Gather up every line from the entries below that uses the word "GreetingStyle".

(Source data)
##########

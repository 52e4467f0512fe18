use std::error::Error;
use std::path::PathBuf;

use clap::{ArgAction, Parser, Subcommand};
use hello_world_rs::a11y::{self, ContrastReport};
use hello_world_rs::greeting::{self, GreetingStyle, Language};
use hello_world_rs::settings::{FileStore, FontSize};
use hello_world_rs::{AccessibleHelloWorldApp, HelloWorldComponent};
use serde_json::json;
use tracing::debug;
use tracing_subscriber::EnvFilter;

#[derive(Parser, Debug)]
#[command(
    name = "hello-world-rs",
    about = "Accessible Hello World server and greeting toolkit",
    version
)]
pub struct Cli {
    /// Emit JSON instead of human-readable tables.
    #[arg(long, global = true)]
    json: bool,

    /// Increase log verbosity (-v debug, -vv trace).
    #[arg(short, long, global = true, action = ArgAction::Count)]
    verbose: u8,

    #[command(subcommand)]
    command: Command,
}

#[derive(Subcommand, Debug)]
enum Command {
    /// Run the HTTP server.
    #[cfg(feature = "web")]
    Serve(ServeArgs),
    /// Print a greeting.
    Greet {
        /// Visitor name; defaults to "World".
        #[arg(short, long)]
        name: Option<String>,
        /// Language code (en, es, fr, de, it, pt, ru, ja, zh, ar).
        #[arg(short, long)]
        language: Option<Language>,
        /// Greeting style (formal, casual, enthusiastic).
        #[arg(short, long, conflicts_with = "language")]
        style: Option<GreetingStyle>,
    },
    /// List the supported languages.
    Languages,
    /// Check the WCAG contrast ratio between two colors.
    Contrast {
        /// Foreground color (#rgb, #rrggbb, rgb(r, g, b) or a CSS name).
        foreground: String,
        /// Background color.
        background: String,
    },
    /// Inspect or change persisted accessibility settings.
    #[command(subcommand)]
    Settings(SettingsCommand),
}

#[cfg(feature = "web")]
#[derive(clap::Args, Debug)]
struct ServeArgs {
    /// Port to listen on.
    #[arg(long, env = "PORT", default_value_t = 3000)]
    port: u16,
    /// Interface to bind.
    #[arg(long, env = "HOST", default_value = "127.0.0.1")]
    host: std::net::IpAddr,
    /// Runtime environment (development, production, test).
    #[arg(long, env = "NODE_ENV", default_value = "development")]
    environment: hello_world_rs::web::Environment,
    /// Allowed CORS origin; `*` allows any.
    #[arg(long, env = "FRONTEND_URL", default_value = "*")]
    frontend_url: String,
    /// Directory served ahead of the embedded assets.
    #[arg(long, env = "STATIC_DIR")]
    static_dir: Option<PathBuf>,
}

#[derive(Subcommand, Debug)]
enum SettingsCommand {
    /// Show the stored settings.
    Show {
        #[arg(long, env = "HELLO_SETTINGS_FILE", default_value = "hello-world-settings.json")]
        store: PathBuf,
    },
    /// Update one or more settings and save them.
    Set {
        #[arg(long, env = "HELLO_SETTINGS_FILE", default_value = "hello-world-settings.json")]
        store: PathBuf,
        #[arg(long)]
        reduced_motion: Option<bool>,
        #[arg(long)]
        high_contrast: Option<bool>,
        #[arg(long)]
        font_size: Option<FontSize>,
    },
}

pub fn run() -> Result<(), Box<dyn Error>> {
    let cli = Cli::parse();
    init_tracing(cli.verbose);
    match cli.command {
        #[cfg(feature = "web")]
        Command::Serve(args) => handle_serve(args),
        Command::Greet {
            name,
            language,
            style,
        } => handle_greet(name, language, style, cli.json),
        Command::Languages => handle_languages(cli.json),
        Command::Contrast {
            foreground,
            background,
        } => handle_contrast(&foreground, &background, cli.json),
        Command::Settings(SettingsCommand::Show { store }) => handle_settings_show(store, cli.json),
        Command::Settings(SettingsCommand::Set {
            store,
            reduced_motion,
            high_contrast,
            font_size,
        }) => handle_settings_set(store, reduced_motion, high_contrast, font_size, cli.json),
    }
}

fn init_tracing(verbose: u8) {
    let default_level = match verbose {
        0 => "info",
        1 => "debug",
        _ => "trace",
    };
    let filter =
        EnvFilter::try_from_default_env().unwrap_or_else(|_| EnvFilter::new(default_level));
    let _ = tracing_subscriber::fmt()
        .with_env_filter(filter)
        .with_writer(std::io::stderr)
        .try_init();
}

#[cfg(feature = "web")]
fn handle_serve(args: ServeArgs) -> Result<(), Box<dyn Error>> {
    use hello_world_rs::web::{self, WebConfig};

    let config = WebConfig {
        addr: std::net::SocketAddr::new(args.host, args.port),
        environment: args.environment,
        frontend_url: args.frontend_url,
        static_dir: args.static_dir,
    };
    let runtime = tokio::runtime::Builder::new_multi_thread()
        .enable_all()
        .build()?;
    runtime.block_on(web::serve(config))?;
    Ok(())
}

fn handle_greet(
    name: Option<String>,
    language: Option<Language>,
    style: Option<GreetingStyle>,
    as_json: bool,
) -> Result<(), Box<dyn Error>> {
    let name = name.map(|n| n.trim().to_string()).filter(|n| !n.is_empty());
    let message = match (style, language) {
        (Some(style), _) => {
            if let Some(name) = &name {
                greeting::validate_form_name(name)?;
            }
            style.render(name.as_deref())
        }
        (None, Some(language)) if language.component_phrases().is_some() => {
            let mut component = HelloWorldComponent::new();
            component.set_language(language);
            component.input(name.as_deref().unwrap_or_default());
            match &name {
                Some(_) => component.greet(&mut rand::thread_rng())?,
                None => component.text().to_string(),
            }
        }
        (None, Some(language)) => {
            if name.is_some() {
                debug!(%language, "language has no personalised greeting, ignoring name");
            }
            language.demo_greeting().text.to_string()
        }
        (None, None) => greeting::hello_message(name.as_deref()),
    };

    if as_json {
        let payload = json!({
            "message": message,
            "name": name,
            "language": language,
            "style": style,
        });
        println!("{}", serde_json::to_string_pretty(&payload)?);
    } else {
        println!("{message}");
    }
    Ok(())
}

fn handle_languages(as_json: bool) -> Result<(), Box<dyn Error>> {
    if as_json {
        let payload: Vec<_> = Language::ALL
            .iter()
            .map(|lang| {
                json!({
                    "code": lang.code(),
                    "name": lang.native_name(),
                    "direction": lang.direction(),
                    "greeting": lang.demo_greeting().text,
                    "component": lang.component_phrases().is_some(),
                })
            })
            .collect();
        println!("{}", serde_json::to_string_pretty(&payload)?);
        return Ok(());
    }

    let width = Language::ALL
        .iter()
        .map(|lang| lang.native_name().chars().count())
        .max()
        .unwrap_or(4)
        .max("NAME".len());
    println!("CODE  {:<width$}  DIR  GREETING", "NAME", width = width);
    println!("----  {:-<width$}  ---  --------", "", width = width);
    for lang in Language::ALL {
        let name = lang.native_name();
        let pad = width - name.chars().count();
        println!(
            "{:<4}  {}{}  {}  {}",
            lang.code(),
            name,
            " ".repeat(pad),
            lang.direction(),
            lang.demo_greeting().text
        );
    }
    Ok(())
}

fn handle_contrast(foreground: &str, background: &str, as_json: bool) -> Result<(), Box<dyn Error>> {
    let fg = a11y::Rgb::parse(foreground)?;
    let bg = a11y::Rgb::parse(background)?;
    let report = a11y::contrast(fg, bg);

    if as_json {
        let payload = json!({
            "foreground": fg.to_hex(),
            "background": bg.to_hex(),
            "report": report,
        });
        println!("{}", serde_json::to_string_pretty(&payload)?);
    } else {
        print_contrast(fg, bg, &report);
    }
    Ok(())
}

fn print_contrast(fg: a11y::Rgb, bg: a11y::Rgb, report: &ContrastReport) {
    let mark = |pass: bool| if pass { "pass" } else { "fail" };
    println!("{fg} on {bg}: {:.2}:1", report.ratio);
    println!("{:<10}  {}", "LEVEL", "RESULT");
    println!("{:-<10}  {}", "", "------");
    println!("{:<10}  {}", "AA", mark(report.aa));
    println!("{:<10}  {}", "AAA", mark(report.aaa));
    println!("{:<10}  {}", "AA large", mark(report.aa_large));
}

fn handle_settings_show(store: PathBuf, as_json: bool) -> Result<(), Box<dyn Error>> {
    let app = AccessibleHelloWorldApp::new(FileStore::open(&store)?);
    let settings = app.settings();
    if as_json {
        println!("{}", serde_json::to_string_pretty(&settings)?);
    } else {
        println!("Settings file: {}", store.display());
        println!("Reduced motion: {}", settings.reduced_motion);
        println!("High contrast:  {}", settings.high_contrast);
        println!("Font size:      {}", settings.font_size);
        let classes = app.body_classes();
        if !classes.is_empty() {
            println!("Body classes:   {}", classes.join(" "));
        }
    }
    Ok(())
}

fn handle_settings_set(
    store: PathBuf,
    reduced_motion: Option<bool>,
    high_contrast: Option<bool>,
    font_size: Option<FontSize>,
    as_json: bool,
) -> Result<(), Box<dyn Error>> {
    if reduced_motion.is_none() && high_contrast.is_none() && font_size.is_none() {
        return Err("Nothing to change: pass --reduced-motion, --high-contrast or --font-size".into());
    }
    let mut app = AccessibleHelloWorldApp::new(FileStore::open(&store)?);
    if let Some(enabled) = reduced_motion {
        app.set_reduced_motion(enabled);
    }
    if let Some(enabled) = high_contrast {
        app.set_high_contrast(enabled);
    }
    if let Some(size) = font_size {
        app.set_font_size(size);
    }

    if as_json {
        let payload = json!({
            "settings": app.settings(),
            "announcements": app.announcer().history(),
        });
        println!("{}", serde_json::to_string_pretty(&payload)?);
    } else {
        for message in app.announcer().history() {
            println!("{message}");
        }
    }
    Ok(())
}
//! Accessibility helpers: WCAG contrast checks, keyboard focus movement and a
//! model of the ARIA live region used for announcements.

use serde::Serialize;
use std::fmt;
use std::str::FromStr;

const AA_RATIO: f64 = 4.5;
const AAA_RATIO: f64 = 7.0;
const AA_LARGE_RATIO: f64 = 3.0;

#[derive(Debug, Clone, Copy, PartialEq, Eq, Serialize)]
pub struct Rgb {
    pub r: u8,
    pub g: u8,
    pub b: u8,
}

impl Rgb {
    pub const fn new(r: u8, g: u8, b: u8) -> Self {
        Self { r, g, b }
    }

    /// Accepts `#rgb`, `#rrggbb`, `rgb(r, g, b)` and a handful of CSS names.
    pub fn parse(input: &str) -> Result<Self, ColorParseError> {
        let value = input.trim().to_ascii_lowercase();
        if let Some(hex) = value.strip_prefix('#') {
            return parse_hex(hex).ok_or_else(|| ColorParseError::new(input));
        }
        if let Some(body) = value
            .strip_prefix("rgb(")
            .and_then(|rest| rest.strip_suffix(')'))
        {
            return parse_rgb_function(body).ok_or_else(|| ColorParseError::new(input));
        }
        named_color(&value).ok_or_else(|| ColorParseError::new(input))
    }

    /// WCAG 2.x relative luminance.
    pub fn relative_luminance(self) -> f64 {
        let channel = |c: u8| {
            let c = f64::from(c) / 255.0;
            if c <= 0.03928 {
                c / 12.92
            } else {
                ((c + 0.055) / 1.055).powf(2.4)
            }
        };
        0.2126 * channel(self.r) + 0.7152 * channel(self.g) + 0.0722 * channel(self.b)
    }

    pub fn to_hex(self) -> String {
        format!("#{:02x}{:02x}{:02x}", self.r, self.g, self.b)
    }
}

impl FromStr for Rgb {
    type Err = ColorParseError;

    fn from_str(s: &str) -> Result<Self, Self::Err> {
        Rgb::parse(s)
    }
}

impl fmt::Display for Rgb {
    fn fmt(&self, f: &mut fmt::Formatter<'_>) -> fmt::Result {
        f.write_str(&self.to_hex())
    }
}

fn parse_hex(hex: &str) -> Option<Rgb> {
    if !hex.chars().all(|c| c.is_ascii_hexdigit()) {
        return None;
    }
    match hex.len() {
        3 => {
            let mut digits = hex
                .chars()
                .map(|c| c.to_digit(16).map(|d| (d * 17) as u8));
            Some(Rgb::new(digits.next()??, digits.next()??, digits.next()??))
        }
        6 => {
            let byte = |i: usize| u8::from_str_radix(&hex[i..i + 2], 16).ok();
            Some(Rgb::new(byte(0)?, byte(2)?, byte(4)?))
        }
        _ => None,
    }
}

fn parse_rgb_function(body: &str) -> Option<Rgb> {
    let parts: Vec<u8> = body
        .split(',')
        .map(|part| part.trim().parse::<u8>().ok())
        .collect::<Option<_>>()?;
    match parts.as_slice() {
        [r, g, b] => Some(Rgb::new(*r, *g, *b)),
        _ => None,
    }
}

fn named_color(name: &str) -> Option<Rgb> {
    let rgb = match name {
        "black" => Rgb::new(0, 0, 0),
        "white" => Rgb::new(255, 255, 255),
        "red" => Rgb::new(255, 0, 0),
        "green" => Rgb::new(0, 128, 0),
        "blue" => Rgb::new(0, 0, 255),
        "yellow" => Rgb::new(255, 255, 0),
        "gray" | "grey" => Rgb::new(128, 128, 128),
        "silver" => Rgb::new(192, 192, 192),
        "navy" => Rgb::new(0, 0, 128),
        "orange" => Rgb::new(255, 165, 0),
        "purple" => Rgb::new(128, 0, 128),
        _ => return None,
    };
    Some(rgb)
}

#[derive(Debug, Clone, PartialEq, Eq)]
pub struct ColorParseError {
    input: String,
}

impl ColorParseError {
    fn new(input: &str) -> Self {
        Self {
            input: input.to_string(),
        }
    }
}

impl fmt::Display for ColorParseError {
    fn fmt(&self, f: &mut fmt::Formatter<'_>) -> fmt::Result {
        write!(f, "unrecognised color {:?}", self.input)
    }
}

impl std::error::Error for ColorParseError {}

#[derive(Debug, Clone, Copy, PartialEq, Serialize)]
pub struct ContrastReport {
    /// Rounded to two decimals.
    pub ratio: f64,
    #[serde(rename = "AA")]
    pub aa: bool,
    #[serde(rename = "AAA")]
    pub aaa: bool,
    #[serde(rename = "AALarge")]
    pub aa_large: bool,
}

/// Compliance flags are computed on the unrounded ratio.
pub fn contrast(foreground: Rgb, background: Rgb) -> ContrastReport {
    let l1 = foreground.relative_luminance();
    let l2 = background.relative_luminance();
    let ratio = (l1.max(l2) + 0.05) / (l1.min(l2) + 0.05);
    ContrastReport {
        ratio: (ratio * 100.0).round() / 100.0,
        aa: ratio >= AA_RATIO,
        aaa: ratio >= AAA_RATIO,
        aa_large: ratio >= AA_LARGE_RATIO,
    }
}

pub fn check_contrast(foreground: &str, background: &str) -> Result<ContrastReport, ColorParseError> {
    Ok(contrast(Rgb::parse(foreground)?, Rgb::parse(background)?))
}

#[derive(Debug, Clone, Copy, PartialEq, Eq)]
pub enum NavKey {
    ArrowUp,
    ArrowDown,
    ArrowLeft,
    ArrowRight,
    Home,
    End,
}

impl NavKey {
    pub fn from_key(key: &str) -> Option<Self> {
        match key {
            "ArrowUp" => Some(NavKey::ArrowUp),
            "ArrowDown" => Some(NavKey::ArrowDown),
            "ArrowLeft" => Some(NavKey::ArrowLeft),
            "ArrowRight" => Some(NavKey::ArrowRight),
            "Home" => Some(NavKey::Home),
            "End" => Some(NavKey::End),
            _ => None,
        }
    }
}

/// Roving focus inside a radio group or menu. Arrow keys wrap at both ends.
pub fn roving_focus(current: usize, len: usize, key: NavKey) -> Option<usize> {
    if len == 0 {
        return None;
    }
    let current = current.min(len - 1);
    let next = match key {
        NavKey::ArrowDown | NavKey::ArrowRight => (current + 1) % len,
        NavKey::ArrowUp | NavKey::ArrowLeft => (current + len - 1) % len,
        NavKey::Home => 0,
        NavKey::End => len - 1,
    };
    Some(next)
}

/// Tab cycling inside a modal or menu. `None` as `current` means focus is
/// outside the container and enters at the first (or last) element.
pub fn trap_focus(current: Option<usize>, len: usize, shift: bool) -> Option<usize> {
    if len == 0 {
        return None;
    }
    let next = match (current.map(|i| i.min(len - 1)), shift) {
        (None, false) => 0,
        (None, true) => len - 1,
        (Some(i), false) if i == len - 1 => 0,
        (Some(i), false) => i + 1,
        (Some(0), true) => len - 1,
        (Some(i), true) => i - 1,
    };
    Some(next)
}

#[derive(Debug, Clone, Copy, PartialEq, Eq, Default, Serialize)]
#[serde(rename_all = "lowercase")]
pub enum Politeness {
    #[default]
    Polite,
    Assertive,
}

impl Politeness {
    pub fn as_str(self) -> &'static str {
        match self {
            Politeness::Polite => "polite",
            Politeness::Assertive => "assertive",
        }
    }
}

#[derive(Debug, Clone, PartialEq, Eq, Serialize)]
pub struct LiveRegion {
    pub id: &'static str,
    pub politeness: Politeness,
    pub text: String,
}

/// Announcements kept in [`Announcer::history`]; older ones are dropped.
pub const HISTORY_LIMIT: usize = 50;

/// Owns a live region that only comes into existence on first use.
#[derive(Debug, Clone, Default)]
pub struct Announcer {
    id: &'static str,
    region: Option<LiveRegion>,
    history: Vec<String>,
}

impl Announcer {
    pub fn new(id: &'static str) -> Self {
        Self {
            id,
            region: None,
            history: Vec::new(),
        }
    }

    pub fn announce(&mut self, message: impl Into<String>) {
        self.announce_with(message, Politeness::Polite);
    }

    /// Clears the region before writing so repeated identical messages are
    /// still read out.
    pub fn announce_with(&mut self, message: impl Into<String>, politeness: Politeness) {
        let id = self.id;
        let region = self.region.get_or_insert_with(|| LiveRegion {
            id,
            politeness,
            text: String::new(),
        });
        region.text.clear();
        region.politeness = politeness;
        let message = message.into();
        region.text.push_str(&message);
        if self.history.len() == HISTORY_LIMIT {
            self.history.remove(0);
        }
        self.history.push(message);
    }

    pub fn region(&self) -> Option<&LiveRegion> {
        self.region.as_ref()
    }

    pub fn last(&self) -> Option<&str> {
        self.region.as_ref().map(|r| r.text.as_str())
    }

    /// The most recent announcements, oldest first.
    pub fn history(&self) -> &[String] {
        &self.history
    }
}

#[cfg(test)]
mod tests {
    use super::*;

    #[test]
    fn black_on_white_is_maximum_contrast() {
        let report = check_contrast("#000", "white").unwrap();
        assert_eq!(report.ratio, 21.0);
        assert!(report.aa && report.aaa && report.aa_large);
    }

    #[test]
    fn identical_colors_fail_everything() {
        let report = check_contrast("#777777", "rgb(119, 119, 119)").unwrap();
        assert_eq!(report.ratio, 1.0);
        assert!(!report.aa_large);
    }

    #[test]
    fn mid_grey_passes_large_text_only() {
        // #767676 on white is the classic 4.54 AA boundary; #949494 sits near 3.
        let report = check_contrast("#949494", "#ffffff").unwrap();
        assert!(report.aa_large);
        assert!(!report.aa);
        let report = check_contrast("#767676", "#ffffff").unwrap();
        assert!(report.aa);
        assert!(!report.aaa);
    }

    #[test]
    fn rejects_garbage_colors() {
        assert!(Rgb::parse("#12").is_err());
        assert!(Rgb::parse("rgb(1, 2)").is_err());
        assert!(Rgb::parse("rgb(300, 0, 0)").is_err());
        assert!(Rgb::parse("chartreuse-ish").is_err());
        assert_eq!(Rgb::parse("#FfF").unwrap(), Rgb::new(255, 255, 255));
    }

    #[test]
    fn roving_focus_wraps() {
        assert_eq!(roving_focus(2, 3, NavKey::ArrowDown), Some(0));
        assert_eq!(roving_focus(0, 3, NavKey::ArrowLeft), Some(2));
        assert_eq!(roving_focus(1, 3, NavKey::End), Some(2));
        assert_eq!(roving_focus(0, 0, NavKey::ArrowDown), None);
    }

    #[test]
    fn focus_trap_cycles_both_directions() {
        assert_eq!(trap_focus(None, 4, false), Some(0));
        assert_eq!(trap_focus(Some(3), 4, false), Some(0));
        assert_eq!(trap_focus(Some(0), 4, true), Some(3));
        assert_eq!(trap_focus(Some(2), 4, true), Some(1));
        assert_eq!(trap_focus(None, 0, true), None);
    }

    #[test]
    fn focus_trap_clamps_stale_indices() {
        assert_eq!(trap_focus(Some(usize::MAX), 4, false), Some(0));
        assert_eq!(trap_focus(Some(usize::MAX), 4, true), Some(2));
        assert_eq!(trap_focus(Some(9), 1, false), Some(0));
    }

    #[test]
    fn announcer_creates_region_lazily() {
        let mut announcer = Announcer::new("app-announcer");
        assert!(announcer.region().is_none());
        announcer.announce("Greeting updated successfully");
        announcer.announce_with("Error", Politeness::Assertive);
        let region = announcer.region().unwrap();
        assert_eq!(region.id, "app-announcer");
        assert_eq!(region.text, "Error");
        assert_eq!(region.politeness, Politeness::Assertive);
        assert_eq!(announcer.history().len(), 2);
    }

    #[test]
    fn announcer_history_is_capped() {
        let mut announcer = Announcer::new("app-announcer");
        for n in 0..HISTORY_LIMIT + 5 {
            announcer.announce(format!("message {n}"));
        }
        assert_eq!(announcer.history().len(), HISTORY_LIMIT);
        assert_eq!(announcer.history()[0], "message 5");
        assert_eq!(announcer.last(), Some(format!("message {}", HISTORY_LIMIT + 4).as_str()));
    }
}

##########

Response to this task ->
use hello_world_rs::greeting::{self, GreetingStyle, Language};
        style: Option<GreetingStyle>,
    style: Option<GreetingStyle>,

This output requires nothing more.